The list of pools backing Stratum V2 just got serious. Antpool, Block Inc, F2Pool, Foundry, Spiderpool, MARA Foundation, and DMND have joined the Stratum V2 Working Group — meaning the majority of global hashrate is now formally aligned behind the protocol upgrade. For miners running refurbished S19s, S21s, or any modern Antminer, this is the kind of infrastructure news that quietly changes your economics.
If you've been mining for any length of time, you know the limits of Stratum V1: plaintext communication, hijack-prone job assignment, and zero ability for the actual hasher to choose which transactions get included in a block. Stratum V2 addresses all three.
Here's what the upgrade actually changes at the rig level:
- Encrypted, authenticated connections. No more plaintext share submissions vulnerable to ISP-level hashrate hijacking — a real problem for miners on residential or shared connections.

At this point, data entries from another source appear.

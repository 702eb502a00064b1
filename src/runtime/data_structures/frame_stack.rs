use crate::runtime::error::{self, ErrorKind, ScriptError};

/// What kind of construct pushed a frame.
#[derive(Clone, Copy, Debug, PartialEq, Eq)]
pub enum FrameKind {
    /// The body of a WHILE, DO or FOR.  BREAK and CONTINUE are legal directly inside one.
    Loop,

    /// The body of an invoked function.  RETURN is legal anywhere inside one.
    Function,
}

/// Control bookkeeping for one activation of a loop or function body.  Frames hold no variables,
/// the enclosing frame is simply the one below in the stack.
#[derive(Clone, Debug, PartialEq, Eq)]
pub struct Frame {
    kind: FrameKind,
}

impl Frame {
    /// What pushed this frame.
    pub fn kind(&self) -> FrameKind {
        self.kind
    }

    /// Is this frame the body of a loop?
    pub fn is_loop(&self) -> bool {
        self.kind == FrameKind::Loop
    }
}

/// A request to stop executing the current body early.
#[derive(Clone, Copy, Debug, PartialEq, Eq)]
pub enum Unwind {
    /// Leave the innermost loop.
    Break,

    /// Skip to the next iteration of the innermost loop.
    Continue,

    /// Leave the innermost function, passing through any loops inside it.
    Return,
}

/// The observable state of the loop machinery.
#[derive(Clone, Copy, Debug, PartialEq, Eq)]
pub enum ControlState {
    /// No loop is running.
    Idle,

    /// At least one loop frame is active.
    InLoop,

    /// A BREAK was issued and the innermost loop has not consumed it yet.
    BreakRequested,
}

/// The stack of active loop and function frames plus any pending unwind request.
#[derive(Default)]
pub struct FrameStack {
    frames: Vec<Frame>,
    unwind: Option<Unwind>,
}

impl FrameStack {
    /// Create an empty frame stack.
    pub fn new() -> FrameStack {
        FrameStack::default()
    }

    /// Push a frame, returning the depth before the push.  The caller hands that depth back to
    /// `pop_to` on every way out of the construct.
    pub fn push(&mut self, kind: FrameKind) -> usize {
        let depth = self.frames.len();

        self.frames.push(Frame { kind });
        depth
    }

    /// Pop back down to a depth previously returned by `push`.
    pub fn pop_to(&mut self, depth: usize) {
        self.frames.truncate(depth);
    }

    /// The number of active frames.
    pub fn depth(&self) -> usize {
        self.frames.len()
    }

    /// The innermost frame.
    pub fn top(&self) -> Option<&Frame> {
        self.frames.last()
    }

    /// Is the innermost frame a loop body?
    pub fn in_loop(&self) -> bool {
        self.top().is_some_and(Frame::is_loop)
    }

    /// Is any function body active?
    pub fn in_function(&self) -> bool {
        self.frames
            .iter()
            .any(|frame| frame.kind == FrameKind::Function)
    }

    /// Ask the enclosing construct to stop early.  BREAK and CONTINUE need a loop as the
    /// innermost frame, so a function body never breaks out of its caller's loop.  RETURN needs a
    /// function somewhere below.
    pub fn request(&mut self, unwind: Unwind) -> error::Result<()> {
        let legal = match unwind {
            Unwind::Break | Unwind::Continue => self.in_loop(),
            Unwind::Return => self.in_function(),
        };

        if !legal {
            let message = match unwind {
                Unwind::Break => "BREAK outside of a loop body.",
                Unwind::Continue => "CONTINUE outside of a loop body.",
                Unwind::Return => "RETURN outside of a function body.",
            };

            return ScriptError::new(ErrorKind::Structure, message).into_result();
        }

        self.unwind = Some(unwind);
        Ok(())
    }

    /// The unwind request waiting to be consumed, if any.
    pub fn pending(&self) -> Option<Unwind> {
        self.unwind
    }

    /// Consume the pending request if it is the given one.
    pub fn consume(&mut self, unwind: Unwind) -> bool {
        if self.unwind == Some(unwind) {
            self.unwind = None;
            return true;
        }

        false
    }

    /// Drop any pending request and all frames.  Used before each top level line so an abandoned
    /// execution can't leak state into the next one.
    pub fn reset(&mut self) {
        self.frames.clear();
        self.unwind = None;
    }

    /// Where the loop machinery stands.
    pub fn state(&self) -> ControlState {
        if self.unwind == Some(Unwind::Break) {
            ControlState::BreakRequested
        } else if self.frames.iter().any(Frame::is_loop) {
            ControlState::InLoop
        } else {
            ControlState::Idle
        }
    }
}
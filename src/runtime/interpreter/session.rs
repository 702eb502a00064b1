use std::{ fs::{ canonicalize, metadata },
           io::{ stdout, Write },
           path::{ Path, PathBuf },
           rc::Rc };
use tracing::{ error, info, trace };
use crate::{ lang::{ arg_stream::ArgStream,
                     source_buffer::SourceLocation,
                     tokenizing::{ tokenize_block, tokenize_from_file, tokenize_lines, Token, TokenList } },
             runtime::{ built_ins::register_core_commands,
                        data_structures::{ command_registry::{ CommandFactory, CommandInfo, CommandRegistry },
                                           contextual_data::ContextualData,
                                           frame_stack::{ FrameKind, FrameStack, Unwind },
                                           function_dictionary::{ ConstantDictionary,
                                                                  FunctionDictionary,
                                                                  Functor },
                                           tuple_store::{ TuplePtr, TupleStore, RESULT_TUPLE },
                                           value::Value },
                        error::{ self, script_error, script_error_kind, script_error_str, ErrorKind },
                        interpreter::{ CallItem,
                                       CallStack,
                                       CommandManagement,
                                       CommandOutcome,
                                       CommandResult,
                                       ExecutionManagement,
                                       FunctionManagement,
                                       Interpreter,
                                       TupleManagement } } };



/// The search paths used to find script and image files.
pub type SearchPaths = Vec<String>;


/// How many blocks, function calls and includes may be running inside one another before a call
/// is refused.  Every level costs native stack, the limit keeps a runaway recursion a failed
/// command instead of a crashed process.
pub const DEFAULT_MAX_DEPTH: usize = 100;


/// Tuple arguments reach a function body under names of this form, which no script can declare.
const SUBSTITUTE_PREFIX: &str = "///";



/// One interpreter session.  A session owns all of its state, nothing is shared between sessions,
/// and it is not meant to leave the thread that created it.
pub struct Session
{
    /// The search paths used to find files, newest last.
    search_paths: SearchPaths,

    /// Named tuples and the tuple stack.
    tuples: TupleStore,

    /// Loop and function frames.
    frames: FrameStack,


    /// User defined functions.
    functions: FunctionDictionary,

    /// Named constants.
    constants: ConstantDictionary,

    /// The built-in commands.
    commands: CommandRegistry,


    /// The location of the command being executed.
    current_location: Option<SourceLocation>,

    /// The commands and functions currently executing.
    call_stack: CallStack,


    /// Where printed output goes.
    output: Box<dyn Write>,

    /// Log each line of an included file as it runs.
    echo_includes: bool,

    /// Set by `bye`.
    goodbye: bool,

    /// How many `execute` calls are active.  Only the outermost one records results in `@?`.
    nesting: usize,

    /// The deepest `nesting` allowed before blocks, calls and includes are refused.
    max_depth: usize,

    /// Numbers the substitute names handed to function bodies for their tuple arguments.
    substitutes: usize
}
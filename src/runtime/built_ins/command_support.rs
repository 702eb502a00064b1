use crate::{
    lang::{arg_stream::ArgStream, source_buffer::SourceLocation, tokenizing::Token},
    runtime::{
        data_structures::{
            data_sink::{DataSink, DataSource},
            value::Value,
        },
        error::{self, script_error},
        interpreter::{CommandOutcome, CommandResult, Interpreter},
    },
};
use std::{fs, rc::Rc};
use tracing::warn;

/// The per-invocation state every command shares: where the result goes, where the input comes
/// from, and any switches the command didn't understand.
#[derive(Default)]
pub struct CommandBase {
    destination: DataSink,
    source: Option<DataSource>,
    unknown_dash_commands: Vec<String>,
}

impl CommandBase {
    /// Back to defaults: results are pushed and there is no source.
    pub fn reinit(&mut self) {
        *self = CommandBase::default();
    }

    /// Start from a destination other than the stack.
    pub fn with_destination(destination: DataSink) -> CommandBase {
        CommandBase {
            destination,
            ..CommandBase::default()
        }
    }

    /// Where the result goes.
    pub fn destination(&self) -> &DataSink {
        &self.destination
    }

    /// Where input comes from, if a `-from` was given.
    pub fn source(&self) -> Option<&DataSource> {
        self.source.as_ref()
    }

    /// Handle a switch the command itself doesn't know.  `-to` and `-from` are understood here,
    /// anything else is remembered and fails the command in `check_dash_commands`.
    pub fn dash_command(
        &mut self,
        interpreter: &dyn Interpreter,
        dash_command: &str,
        args: &mut ArgStream,
    ) -> error::Result<()> {
        match dash_command {
            "-to" => {
                let token = args.next_arg()?;

                match DataSink::from_token(&token) {
                    Some(destination) => self.destination = destination,
                    None => return bad_device(interpreter, "destination", &token),
                }
            }

            "-from" => {
                let token = args.next_arg()?;

                match DataSource::from_token(&token) {
                    Some(source) => self.source = Some(source),
                    None => return bad_device(interpreter, "source", &token),
                }
            }

            _ => {
                warn!(dash_command, "unknown dash-command");
                self.unknown_dash_commands.push(dash_command.to_string());
            }
        }

        Ok(())
    }

    /// Fail if any unknown switch was seen.  Called once switch scanning is done.
    pub fn check_dash_commands(&self, interpreter: &dyn Interpreter) -> error::Result<()> {
        if self.unknown_dash_commands.is_empty() {
            return Ok(());
        }

        let command = interpreter
            .call_stack()
            .last()
            .map(|item| item.name().clone())
            .unwrap_or_default();

        script_error(
            interpreter,
            format!(
                "Unknown dash-command {} in {}",
                self.unknown_dash_commands.join(" "),
                command
            ),
        )
    }

    /// Send a value to the destination.
    pub fn put(&self, interpreter: &mut dyn Interpreter, value: Value) -> error::Result<()> {
        self.put_formatted(interpreter, value, true, false)
    }

    /// Send a value to the destination.  The newline and trailing space only matter when printing.
    pub fn put_formatted(
        &self,
        interpreter: &mut dyn Interpreter,
        value: Value,
        newline: bool,
        space: bool,
    ) -> error::Result<()> {
        match &self.destination {
            DataSink::Push => interpreter.push(value),

            DataSink::Tuple(name) => {
                let _ = interpreter.set_tuple(name, value);
            }

            DataSink::Std => {
                let mut text = value.to_text();

                if space {
                    text.push(' ');
                }

                if newline {
                    text.push('\n');
                }

                let output = interpreter.output();
                output.write_all(text.as_bytes())?;
                output.flush()?;
            }

            DataSink::Null => {}

            DataSink::File(path) => match value {
                Value::Bytes(bytes) => fs::write(path, bytes.as_slice())?,
                other => fs::write(path, other.to_text())?,
            },
        }

        Ok(())
    }

    /// Read the `-from` source, if one was given.  Files are found through the search paths and
    /// come back as text when they hold valid UTF-8, as bytes otherwise.
    pub fn fetch(&self, interpreter: &mut dyn Interpreter) -> error::Result<Option<Value>> {
        let value = match &self.source {
            None => return Ok(None),

            Some(DataSource::Pop) => interpreter.pop_value()?,

            Some(DataSource::Tuple(name)) => {
                let tuple = interpreter.require_tuple(name)?;
                tuple.borrow().value().clone()
            }

            Some(DataSource::File(path)) => {
                let full_path = interpreter.find_file(&path.to_string_lossy())?;
                let bytes = fs::read(full_path)?;

                match String::from_utf8(bytes) {
                    Ok(text) => Value::String(text),
                    Err(err) => Value::Bytes(Rc::new(err.into_bytes())),
                }
            }
        };

        Ok(Some(value))
    }
}

fn bad_device<T>(interpreter: &dyn Interpreter, role: &str, token: &Token) -> error::Result<T> {
    script_error(interpreter, format!("{} can't be used as a {}.", token, role))
}

/// Execute a block's text and pass the remaining stream back with the block's result.
pub fn run_block(
    interpreter: &mut dyn Interpreter,
    args: ArgStream,
    block: &(SourceLocation, String),
) -> error::Result<CommandOutcome> {
    let result = interpreter.execute_block(&block.0, &block.1)?;

    Ok((args, result))
}

/// A command that finished without producing anything.
pub fn success(args: ArgStream) -> error::Result<CommandOutcome> {
    Ok((args, CommandResult::Success))
}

- Job negotiation. Individual miners (not just pools) can construct their own block templates. This is the censorship-resistance story everyone talks about, but it also means you decide what your hashrate supports.
- Lower bandwidth and latency overhead. Binary framing replaces verbose JSON. For large farms running thousands of ASICs, the reduction in stale shares is measurable revenue.
- Better firmware integration. Vnish and LuxOS builds already ship with Stratum V2 support on supported control boards. If you're still on stock firmware, you're leaving the upgrade path on the table.
The pool participation matters because Stratum V2 only works if pools actually serve V2 endpoints. With Antpool, F2Pool, and Foundry now formally engaged, the holdout problem largely disappears. Expect production V2 endpoints to expand across all the major pools through 2026.
What should you do right now? If you're running an S19j Pro, S19 XP, or S21 from our inventory, check your firmware version. Stock Bitmain firmware lags on V2 support; flashing to a current Vnish or LuxOS release gets you the protocol benefits plus the tuning headroom these aftermarket builds are known for. For larger deployments, start documenting which of your pools have V2 endpoints live and plan a migration window — even a partial cutover lets you A/B test stale rates and effective hashrate before committing the whole farm.
Protocol upgrades like this don't pump the BTC price, and they won't show up in a daily P&L. But over a year of operation, the difference between an encrypted, low-latency V2 connection and a legacy V1 setup compounds. The pools moved. Your firmware should too.